• Stored items:
^^^^
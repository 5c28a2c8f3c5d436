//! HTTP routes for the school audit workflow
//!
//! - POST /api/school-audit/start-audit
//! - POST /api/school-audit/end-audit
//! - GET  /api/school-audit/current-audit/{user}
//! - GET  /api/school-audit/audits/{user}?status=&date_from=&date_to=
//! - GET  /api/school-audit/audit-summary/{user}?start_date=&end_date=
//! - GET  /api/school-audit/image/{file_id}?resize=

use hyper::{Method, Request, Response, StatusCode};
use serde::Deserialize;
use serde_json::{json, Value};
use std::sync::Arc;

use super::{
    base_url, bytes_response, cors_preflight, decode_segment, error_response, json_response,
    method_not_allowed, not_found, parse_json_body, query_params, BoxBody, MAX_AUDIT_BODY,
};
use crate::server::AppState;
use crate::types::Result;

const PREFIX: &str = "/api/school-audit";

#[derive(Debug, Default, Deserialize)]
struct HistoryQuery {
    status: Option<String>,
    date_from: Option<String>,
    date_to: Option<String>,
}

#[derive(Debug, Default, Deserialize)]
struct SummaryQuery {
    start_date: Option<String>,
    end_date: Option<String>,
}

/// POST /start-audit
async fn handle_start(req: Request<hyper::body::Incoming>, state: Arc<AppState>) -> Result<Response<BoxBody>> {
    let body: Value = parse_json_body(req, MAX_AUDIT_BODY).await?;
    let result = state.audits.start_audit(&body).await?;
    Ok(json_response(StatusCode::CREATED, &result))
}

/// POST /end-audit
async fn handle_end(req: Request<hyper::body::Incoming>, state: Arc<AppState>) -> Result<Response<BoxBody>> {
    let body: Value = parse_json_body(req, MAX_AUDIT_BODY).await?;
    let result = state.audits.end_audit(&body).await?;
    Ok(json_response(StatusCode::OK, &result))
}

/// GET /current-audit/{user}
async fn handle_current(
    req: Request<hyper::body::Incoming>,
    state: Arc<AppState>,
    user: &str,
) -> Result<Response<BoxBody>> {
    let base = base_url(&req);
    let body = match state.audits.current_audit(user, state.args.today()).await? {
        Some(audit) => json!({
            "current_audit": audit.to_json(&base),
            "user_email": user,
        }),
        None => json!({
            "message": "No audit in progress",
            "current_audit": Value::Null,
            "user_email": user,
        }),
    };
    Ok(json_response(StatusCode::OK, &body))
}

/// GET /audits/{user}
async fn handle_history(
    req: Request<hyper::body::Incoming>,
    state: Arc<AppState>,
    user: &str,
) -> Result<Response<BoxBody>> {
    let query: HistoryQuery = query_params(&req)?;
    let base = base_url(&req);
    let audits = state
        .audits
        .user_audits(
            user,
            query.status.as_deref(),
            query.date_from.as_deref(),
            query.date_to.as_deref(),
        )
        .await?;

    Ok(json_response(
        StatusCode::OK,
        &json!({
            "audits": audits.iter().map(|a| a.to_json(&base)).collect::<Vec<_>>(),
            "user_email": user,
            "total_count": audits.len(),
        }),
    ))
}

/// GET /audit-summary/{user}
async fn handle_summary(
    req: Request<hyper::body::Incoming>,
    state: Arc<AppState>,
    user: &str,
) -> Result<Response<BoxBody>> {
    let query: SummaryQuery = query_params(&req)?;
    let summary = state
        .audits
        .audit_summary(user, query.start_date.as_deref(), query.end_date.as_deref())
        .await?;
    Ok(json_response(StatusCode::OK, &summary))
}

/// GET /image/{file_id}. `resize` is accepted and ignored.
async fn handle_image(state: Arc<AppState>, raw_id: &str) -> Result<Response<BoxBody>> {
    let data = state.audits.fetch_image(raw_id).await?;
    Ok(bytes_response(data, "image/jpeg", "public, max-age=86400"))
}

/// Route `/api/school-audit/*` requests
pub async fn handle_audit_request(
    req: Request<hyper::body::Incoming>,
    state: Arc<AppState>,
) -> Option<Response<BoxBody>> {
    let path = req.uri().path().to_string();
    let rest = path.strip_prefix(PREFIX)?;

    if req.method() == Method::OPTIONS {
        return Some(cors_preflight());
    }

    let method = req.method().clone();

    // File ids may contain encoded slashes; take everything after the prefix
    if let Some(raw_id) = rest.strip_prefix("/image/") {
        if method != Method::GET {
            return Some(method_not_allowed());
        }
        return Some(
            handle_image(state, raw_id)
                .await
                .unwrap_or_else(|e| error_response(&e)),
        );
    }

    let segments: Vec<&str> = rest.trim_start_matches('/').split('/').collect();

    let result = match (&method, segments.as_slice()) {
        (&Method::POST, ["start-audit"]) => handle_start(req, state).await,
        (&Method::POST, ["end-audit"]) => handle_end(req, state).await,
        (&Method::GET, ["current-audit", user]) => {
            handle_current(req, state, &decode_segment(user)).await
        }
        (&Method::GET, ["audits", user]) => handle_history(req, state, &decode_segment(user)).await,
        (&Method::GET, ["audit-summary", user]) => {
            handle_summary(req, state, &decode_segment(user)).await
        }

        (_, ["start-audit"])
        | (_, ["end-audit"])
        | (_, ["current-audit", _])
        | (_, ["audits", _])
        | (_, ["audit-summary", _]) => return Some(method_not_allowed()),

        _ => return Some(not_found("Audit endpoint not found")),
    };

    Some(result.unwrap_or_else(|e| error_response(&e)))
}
^^^^
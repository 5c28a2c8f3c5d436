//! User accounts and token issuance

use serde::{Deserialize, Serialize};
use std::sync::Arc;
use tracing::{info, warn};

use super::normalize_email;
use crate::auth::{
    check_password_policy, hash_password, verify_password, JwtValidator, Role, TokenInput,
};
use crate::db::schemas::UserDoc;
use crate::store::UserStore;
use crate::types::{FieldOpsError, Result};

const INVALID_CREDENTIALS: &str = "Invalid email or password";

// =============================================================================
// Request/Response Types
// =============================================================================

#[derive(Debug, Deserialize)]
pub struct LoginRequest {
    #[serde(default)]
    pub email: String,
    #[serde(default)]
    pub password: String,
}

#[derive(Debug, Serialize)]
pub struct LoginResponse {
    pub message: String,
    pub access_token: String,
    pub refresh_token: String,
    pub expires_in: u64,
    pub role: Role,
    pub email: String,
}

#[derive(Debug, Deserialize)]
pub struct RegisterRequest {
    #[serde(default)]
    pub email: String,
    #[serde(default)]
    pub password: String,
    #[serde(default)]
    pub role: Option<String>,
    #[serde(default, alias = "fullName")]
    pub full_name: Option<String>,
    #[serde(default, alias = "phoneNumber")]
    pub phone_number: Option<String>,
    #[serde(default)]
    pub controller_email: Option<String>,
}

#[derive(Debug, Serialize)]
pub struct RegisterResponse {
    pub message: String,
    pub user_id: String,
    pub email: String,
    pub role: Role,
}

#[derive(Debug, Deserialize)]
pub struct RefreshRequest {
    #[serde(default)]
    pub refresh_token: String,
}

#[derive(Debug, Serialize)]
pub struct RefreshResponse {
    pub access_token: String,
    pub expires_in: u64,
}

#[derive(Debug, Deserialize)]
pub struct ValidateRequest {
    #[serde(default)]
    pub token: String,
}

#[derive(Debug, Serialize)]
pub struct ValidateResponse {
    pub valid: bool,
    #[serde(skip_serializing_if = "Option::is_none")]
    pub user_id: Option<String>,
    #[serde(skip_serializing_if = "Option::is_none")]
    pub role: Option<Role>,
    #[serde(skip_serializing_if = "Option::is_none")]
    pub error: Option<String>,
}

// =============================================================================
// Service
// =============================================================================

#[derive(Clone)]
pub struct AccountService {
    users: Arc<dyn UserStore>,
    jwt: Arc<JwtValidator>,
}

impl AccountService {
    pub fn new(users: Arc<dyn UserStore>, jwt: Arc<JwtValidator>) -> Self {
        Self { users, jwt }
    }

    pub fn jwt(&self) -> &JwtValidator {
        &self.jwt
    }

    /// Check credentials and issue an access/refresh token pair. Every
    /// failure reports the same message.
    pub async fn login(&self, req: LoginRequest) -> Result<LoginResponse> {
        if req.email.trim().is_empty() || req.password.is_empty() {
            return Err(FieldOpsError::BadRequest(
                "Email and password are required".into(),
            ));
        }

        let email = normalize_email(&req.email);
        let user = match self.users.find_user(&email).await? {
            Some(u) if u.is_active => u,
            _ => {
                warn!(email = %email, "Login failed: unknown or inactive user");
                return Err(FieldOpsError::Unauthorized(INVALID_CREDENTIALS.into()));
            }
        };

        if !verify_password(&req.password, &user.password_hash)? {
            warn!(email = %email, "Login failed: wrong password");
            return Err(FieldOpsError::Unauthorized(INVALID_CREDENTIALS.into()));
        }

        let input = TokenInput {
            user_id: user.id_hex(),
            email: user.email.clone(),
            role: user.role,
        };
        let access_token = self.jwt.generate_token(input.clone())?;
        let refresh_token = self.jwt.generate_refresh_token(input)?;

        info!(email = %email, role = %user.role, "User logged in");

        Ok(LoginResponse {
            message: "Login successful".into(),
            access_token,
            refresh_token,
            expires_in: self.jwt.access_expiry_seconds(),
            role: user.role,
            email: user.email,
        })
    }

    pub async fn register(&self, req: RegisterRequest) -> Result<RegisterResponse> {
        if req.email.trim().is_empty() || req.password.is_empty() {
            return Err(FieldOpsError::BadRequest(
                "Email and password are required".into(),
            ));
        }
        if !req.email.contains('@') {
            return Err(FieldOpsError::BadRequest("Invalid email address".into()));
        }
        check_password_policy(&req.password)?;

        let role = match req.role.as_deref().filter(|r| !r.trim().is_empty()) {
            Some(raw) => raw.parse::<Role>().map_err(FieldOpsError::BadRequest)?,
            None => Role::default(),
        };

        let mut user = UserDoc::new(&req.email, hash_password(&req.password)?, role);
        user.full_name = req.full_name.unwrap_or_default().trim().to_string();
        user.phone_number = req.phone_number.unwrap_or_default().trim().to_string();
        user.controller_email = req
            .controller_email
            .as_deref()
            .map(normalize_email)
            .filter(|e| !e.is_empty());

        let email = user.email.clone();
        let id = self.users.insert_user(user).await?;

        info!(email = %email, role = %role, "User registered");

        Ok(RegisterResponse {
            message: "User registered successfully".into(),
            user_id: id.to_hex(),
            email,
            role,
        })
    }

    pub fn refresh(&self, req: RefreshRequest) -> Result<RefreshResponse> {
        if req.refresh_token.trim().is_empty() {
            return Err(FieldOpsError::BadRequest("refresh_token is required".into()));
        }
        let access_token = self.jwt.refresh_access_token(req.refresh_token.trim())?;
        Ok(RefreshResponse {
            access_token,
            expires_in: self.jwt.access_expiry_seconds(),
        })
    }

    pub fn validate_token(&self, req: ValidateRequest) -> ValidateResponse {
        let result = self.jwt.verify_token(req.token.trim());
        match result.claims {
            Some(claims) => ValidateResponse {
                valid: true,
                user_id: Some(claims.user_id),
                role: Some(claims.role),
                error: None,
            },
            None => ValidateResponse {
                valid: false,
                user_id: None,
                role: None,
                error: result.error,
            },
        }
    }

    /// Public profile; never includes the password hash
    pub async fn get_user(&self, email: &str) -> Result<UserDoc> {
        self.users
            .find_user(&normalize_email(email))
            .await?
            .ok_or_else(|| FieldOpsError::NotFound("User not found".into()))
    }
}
^^^^
• What this task involves:
Show every line of the data in which the word "registered" appears.

• Result:
        info!(email = %email, role = %role, "User registered");
            message: "User registered successfully".into(),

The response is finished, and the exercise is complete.